> _Exercise description_
There is material below. Print exactly the lines starting at the line with "match (state, c)" and ending at the line with "Append one LF-terminated", ends included, and no others.
+++ Data shown
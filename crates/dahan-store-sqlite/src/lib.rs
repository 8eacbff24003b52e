//! SQLite backend for the Dahan score tracker.
//!
//! Wraps [`tokio_rusqlite`] so all database access runs on a dedicated thread
//! without blocking the async runtime.

mod encode;
mod query;
mod record;
mod schema;
mod store;
mod sync;

pub mod error;

pub use error::{Error, Result};
pub use store::SqliteStore;
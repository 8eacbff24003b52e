//! Error type for `dahan-sheets`.

use thiserror::Error;

#[derive(Debug, Error)]
pub enum Error {
  #[error("failed to build HTTP client: {0}")]
  Client(#[from] reqwest::Error),
}

pub type Result<T, E = Error> = std::result::Result<T, E>;
//! Error types for `dahan-core`.

use thiserror::Error;

use crate::dimension::{AdversaryId, Dimension};

/// A game draft was rejected before anything was written.
#[derive(Debug, Clone, PartialEq, Eq, Error)]
pub enum ValidationError {
  #[error("outcome (win or loss) is required")]
  MissingOutcome,

  #[error("at least one spirit must be selected")]
  NoSpirit,

  #[error("adversary {0} has no level selected")]
  MissingAdversaryLevel(AdversaryId),

  #[error("adversary {adversary} level {level} is outside 0..=6")]
  AdversaryLevelOutOfRange { adversary: AdversaryId, level: u8 },

  #[error("{field} cannot be negative (got {value})")]
  NegativeCounter { field: &'static str, value: i64 },

  #[error("total score does not fit in a 64-bit integer")]
  ScoreOverflow,

  #[error("too many {kind} entries: {count} (max {max})")]
  TooManyEntries {
    kind:  &'static str,
    count: usize,
    max:   usize,
  },
}

/// Fetching a master-data payload failed. Either variant aborts the whole
/// sync cycle.
#[derive(Debug, Clone, PartialEq, Eq, Error)]
pub enum SourceError {
  #[error("network error fetching {dimension} data: {message}")]
  Network {
    dimension: Dimension,
    message:   String,
  },

  #[error("HTTP {status} fetching {dimension} data")]
  Http { dimension: Dimension, status: u16 },
}

impl SourceError {
  pub fn dimension(&self) -> Dimension {
    match self {
      Self::Network { dimension, .. } | Self::Http { dimension, .. } => *dimension,
    }
  }
}
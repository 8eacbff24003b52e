//! Comma-separated text: an RFC 4180 reader for master-data payloads and the
//! matching writer used by every CSV export.
//!
//! The reader is lenient. It never fails; ragged rows are returned as-is so
//! the caller can decide what a field-count mismatch means, an unterminated
//! quote runs to end of input, and text after a closing quote is kept.

use std::borrow::Cow;

// ─── Reader ──────────────────────────────────────────────────────────────────

/// A parsed payload: the first non-blank record is the header.
#[derive(Debug, Clone, Default, PartialEq, Eq)]
pub struct Table {
  pub header:  Vec<String>,
  pub records: Vec<Record>,
}

/// One data record and the 1-based line it started on.
#[derive(Debug, Clone, PartialEq, Eq)]
pub struct Record {
  pub line:   usize,
  pub fields: Vec<String>,
}

impl Table {
  pub fn is_empty(&self) -> bool { self.header.is_empty() }
}

#[derive(Debug, Clone, Copy, PartialEq, Eq)]
enum State {
  FieldStart,
  Unquoted,
  Quoted,
  /// Just saw a `"` inside a quoted field: either an escaped quote or the end
  /// of the quoted section.
  QuoteInQuoted,
}

/// Parse `input` into a header and data records. Blank lines are ignored.
pub fn parse(input: &str) -> Table {
  let mut records = read_records(input).into_iter();
  match records.next() {
    Some(header) => Table { header: header.fields, records: records.collect() },
    None => Table::default(),
  }
}

fn read_records(input: &str) -> Vec<Record> {
  let mut out = Vec::new();
  let mut fields = Vec::new();
  let mut field = String::new();
  let mut state = State::FieldStart;
  let mut line = 1;
  let mut record_line = 1;
  let mut chars = input.chars().peekable();

  while let Some(c) = chars.next() {
    match (state, c) {
      (State::Quoted, '"') => state = State::QuoteInQuoted,
      (State::Quoted, c) => {
        if c == '\n' {
          line += 1;
        }
        field.push(c);
      }
      (State::QuoteInQuoted, '"') => {
        field.push('"');
        state = State::Quoted;
      }
      (State::FieldStart, '"') => state = State::Quoted,
      (_, ',') => {
        fields.push(std::mem::take(&mut field));
        state = State::FieldStart;
      }
      (_, '\r') if chars.peek() == Some(&'\n') => {}
      (_, '\n') => {
        fields.push(std::mem::take(&mut field));
        finish_record(&mut out, std::mem::take(&mut fields), record_line);
        line += 1;
        record_line = line;
        state = State::FieldStart;
      }
      (_, c) => {
        field.push(c);
        state = State::Unquoted;
      }
    }
  }

  if state != State::FieldStart || !fields.is_empty() || !field.is_empty() {
    fields.push(field);
    finish_record(&mut out, fields, record_line);
  }

  out
}

fn finish_record(out: &mut Vec<Record>, fields: Vec<String>, line: usize) {
  let blank = fields.len() == 1 && fields[0].trim().is_empty();
  if !blank {
    out.push(Record { line, fields });
  }
}

// ─── Writer ──────────────────────────────────────────────────────────────────

/// Separator between entries of a multi-valued export cell.
pub const CELL_SEPARATOR: &str = "; ";

/// Characters that force a field to be quoted. `;` is included because it
/// separates entries inside multi-valued cells.
const SPECIAL: [char; 5] = [',', '"', ';', '\r', '\n'];

/// Quote `field` if it contains a special character, doubling embedded quotes.
pub fn escape_field(field: &str) -> Cow<'_, str> {
  if field.contains(SPECIAL) {
    Cow::Owned(format!("\"{}\"", field.replace('"', "\"\"")))
  } else {
    Cow::Borrowed(field)
  }
}

/// Append one LF-terminated record to `out`.
pub fn write_record<I, S>(out: &mut String, fields: I)
where
  I: IntoIterator<Item = S>,
  S: AsRef<str>,
{
  for (i, field) in fields.into_iter().enumerate() {
    if i > 0 {
      out.push(',');
    }
    out.push_str(&escape_field(field.as_ref()));
  }
  out.push('\n');
}

#[cfg(test)]
mod tests {
  use super::*;

  fn fields(t: &Table) -> Vec<Vec<&str>> {
    t.records
      .iter()
      .map(|r| r.fields.iter().map(String::as_str).collect())
      .collect()
  }

  #[test]
  fn header_and_records() {
    let t = parse("spirit_name,complexity\nRiver,Low\nLightning,Moderate\n");
    assert_eq!(t.header, ["spirit_name", "complexity"]);
    assert_eq!(fields(&t), [["River", "Low"], ["Lightning", "Moderate"]]);
    assert_eq!(t.records[1].line, 3);
  }

  #[test]
  fn blank_lines_and_crlf() {
    let t = parse("a,b\r\n\r\n1,2\r\n   \r\n3,4");
    assert_eq!(fields(&t), [["1", "2"], ["3", "4"]]);
  }

  #[test]
  fn quoted_fields() {
    let t = parse("name,note\n\"Shroud, of Silent Mist\",\"say \"\"hi\"\"\"\n");
    assert_eq!(fields(&t), [["Shroud, of Silent Mist", "say \"hi\""]]);
  }

  #[test]
  fn newline_inside_quotes_keeps_record_together() {
    let t = parse("a,b\n\"line one\nline two\",x\ny,z\n");
    assert_eq!(t.records.len(), 2);
    assert_eq!(t.records[0].fields[0], "line one\nline two");
    assert_eq!(t.records[1].line, 4);
  }

  #[test]
  fn ragged_rows_are_preserved() {
    let t = parse("a,b,c\n1,2\n1,2,3,4\n");
    assert_eq!(t.records[0].fields.len(), 2);
    assert_eq!(t.records[1].fields.len(), 4);
  }

  #[test]
  fn trailing_empty_field() {
    let t = parse("a,b\n1,\n");
    assert_eq!(fields(&t), [["1", ""]]);
  }

  #[test]
  fn empty_input() {
    assert!(parse("").is_empty());
    assert!(parse("\n\n").is_empty());
  }

  #[test]
  fn escape_only_when_needed() {
    assert_eq!(escape_field("plain"), "plain");
    assert_eq!(escape_field("A, B"), "\"A, B\"");
    assert_eq!(escape_field("a;b"), "\"a;b\"");
    assert_eq!(escape_field("say \"hi\""), "\"say \"\"hi\"\"\"");
  }

  #[test]
  fn written_records_read_back() {
    let mut out = String::new();
    write_record(&mut out, ["name", "notes"]);
    write_record(&mut out, ["A, B", "two\nlines \"quoted\""]);
    assert!(out.ends_with('\n'));

    let t = parse(&out);
    assert_eq!(t.header, ["name", "notes"]);
    assert_eq!(fields(&t), [["A, B", "two\nlines \"quoted\""]]);
  }
}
++++++
> _Solution below_
    match (state, c) {
      (State::Quoted, '"') => state = State::QuoteInQuoted,
      (State::Quoted, c) => {
        if c == '\n' {
          line += 1;
        }
        field.push(c);
      }
      (State::QuoteInQuoted, '"') => {
        field.push('"');
        state = State::Quoted;
      }
      (State::FieldStart, '"') => state = State::Quoted,
      (_, ',') => {
        fields.push(std::mem::take(&mut field));
        state = State::FieldStart;
      }
      (_, '\r') if chars.peek() == Some(&'\n') => {}
      (_, '\n') => {
        fields.push(std::mem::take(&mut field));
        finish_record(&mut out, std::mem::take(&mut fields), record_line);
        line += 1;
        record_line = line;
        state = State::FieldStart;
      }
      (_, c) => {
        field.push(c);
        state = State::Unquoted;
      }
    }
  }

  if state != State::FieldStart || !fields.is_empty() || !field.is_empty() {
    fields.push(field);
    finish_record(&mut out, fields, record_line);
  }

  out
}

fn finish_record(out: &mut Vec<Record>, fields: Vec<String>, line: usize) {
  let blank = fields.len() == 1 && fields[0].trim().is_empty();
  if !blank {
    out.push(Record { line, fields });
  }
}

// ─── Writer ──────────────────────────────────────────────────────────────────

/// Separator between entries of a multi-valued export cell.
pub const CELL_SEPARATOR: &str = "; ";

/// Characters that force a field to be quoted. `;` is included because it
/// separates entries inside multi-valued cells.
const SPECIAL: [char; 5] = [',', '"', ';', '\r', '\n'];

/// Quote `field` if it contains a special character, doubling embedded quotes.
pub fn escape_field(field: &str) -> Cow<'_, str> {
  if field.contains(SPECIAL) {
    Cow::Owned(format!("\"{}\"", field.replace('"', "\"\"")))
  } else {
    Cow::Borrowed(field)
  }
}

/// Append one LF-terminated record to `out`.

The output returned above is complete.